A Ruby is part of an annotation pair - a piece of
text ("Ruby Text") that is associated with another piece of text known as
a "Ruby Base". A common need for such a structure arises in some asian
writing systems where a ruby association is used to present helper readings
for uncommonly used writing characters.
With a character set as complex as Chinese or Japanese, some characters are used
rarely and are thus not as easily recognizable by younger children or possibly
many adults.
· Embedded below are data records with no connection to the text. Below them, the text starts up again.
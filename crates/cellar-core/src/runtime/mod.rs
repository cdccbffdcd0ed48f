//! Runtime bootstrap and serialized execution.
//!
//! - [`Bootstrapper`] acquires the interpreter exactly once per worker.
//! - [`ExecutionSerializer`] runs one request at a time against it.
//! - [`Worker`] owns the pending queue and the message loop.

mod bootstrap;
mod loader;
mod serializer;
mod worker;

use std::fmt;
use std::sync::Arc;

use tokio::sync::Mutex;

use crate::interpreter::{ExecutionFault, FaultKind, Interpreter, Value};

pub use bootstrap::{Bootstrapper, InitPhase, InitializationState, ReadySignal};
pub use loader::{BuiltinLoader, RuntimeLoader};
pub use serializer::{ExecutionSerializer, RequestPhase};
pub use worker::{Worker, WorkerStats};

/// Step of the bootstrap that failed.
#[derive(Debug, Clone, Copy, PartialEq, Eq)]
pub enum InitStage {
    /// Creating the interpreter itself.
    Assets,
    /// Loading an extension package.
    Packages,
    /// The bootstrap task died before reporting.
    Worker,
}

impl fmt::Display for InitStage {
    fn fmt(&self, f: &mut fmt::Formatter<'_>) -> fmt::Result {
        f.write_str(match self {
            InitStage::Assets => "asset acquisition",
            InitStage::Packages => "package loading",
            InitStage::Worker => "bootstrap task",
        })
    }
}

/// Cause of a failed bootstrap, cached and handed to every request.
#[derive(Debug, Clone, PartialEq, Eq, thiserror::Error)]
#[error("{stage} failed: {message}")]
pub struct InitializationError {
    pub stage: InitStage,
    pub message: String,
}

impl InitializationError {
    pub fn new(stage: InitStage, message: impl Into<String>) -> Self {
        Self {
            stage,
            message: message.into(),
        }
    }
}

/// Opaque capability for the live interpreter.
///
/// Clones refer to the same interpreter. Calls are serialized by the
/// [`ExecutionSerializer`]; the lock only backs that discipline up.
#[derive(Clone)]
pub struct RuntimeHandle {
    interpreter: Arc<Mutex<Box<dyn Interpreter>>>,
}

impl RuntimeHandle {
    pub(crate) fn new(interpreter: Box<dyn Interpreter>) -> Self {
        Self {
            interpreter: Arc::new(Mutex::new(interpreter)),
        }
    }

    /// Evaluate `source` on the blocking pool so the caller's loop stays free.
    ///
    /// A panic inside the interpreter becomes an `InternalError` fault.
    pub(crate) async fn execute(&self, source: String) -> Result<Value, ExecutionFault> {
        let interpreter = Arc::clone(&self.interpreter);
        let joined = tokio::task::spawn_blocking(move || {
            let mut interpreter = interpreter.blocking_lock();
            interpreter.evaluate(&source)
        })
        .await;

        match joined {
            Ok(result) => result,
            Err(err) if err.is_panic() => {
                let payload = err.into_panic();
                let message = payload
                    .downcast_ref::<&str>()
                    .map(|s| s.to_string())
                    .or_else(|| payload.downcast_ref::<String>().cloned())
                    .unwrap_or_else(|| "unknown panic".to_string());
                Err(ExecutionFault::new(
                    FaultKind::InternalError,
                    format!("interpreter panicked: {message}"),
                ))
            }
            Err(err) => Err(ExecutionFault::new(
                FaultKind::InternalError,
                format!("evaluation was cancelled: {err}"),
            )),
        }
    }
}

impl fmt::Debug for RuntimeHandle {
    fn fmt(&self, f: &mut fmt::Formatter<'_>) -> fmt::Result {
        f.debug_struct("RuntimeHandle").finish_non_exhaustive()
    }
}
In Japanese writing, for example, the phonetic Hiragana alphabet
is used to pair phonetic 'helper' readings (called Furigana or Yomigana in
Japanese) with the Chinese character counterpart.
A Ruby text will usually be rendered next to the Base text such that the
association between each Base text and Ruby text is clear (often directly
above the Base text.) Ruby text is usually also rendered in a smaller font
than the Base text to help visually clarify which part is which in the
association relationship.
The RP element is a fall-back mechanism for browsers that do not understand
the Simple Ruby syntax. It should not be used in Complex Ruby markup. The
element semantically denotes content that will be used to clarify the
association between a simple RB/RT relationship. Content within the RP
element is hidden from browsers that support RUBY, for the express purpose
of allowing the insertion of delimiters surrounding RT content to make
the RB/RT relationship clear in non-supporting browsers. Although RP
stands for Ruby Parenthesis, any characters could be used as RP
content, as long as they assist in making this relationship clear.
Simple Rubies
Simple Rubies will often be the only type of annotation mechanism that most
authors need. In this type of ruby markup, two main elements exist nested
in the RUBY element - the Base text (the RB element),
followed by the Ruby text (the RT element.)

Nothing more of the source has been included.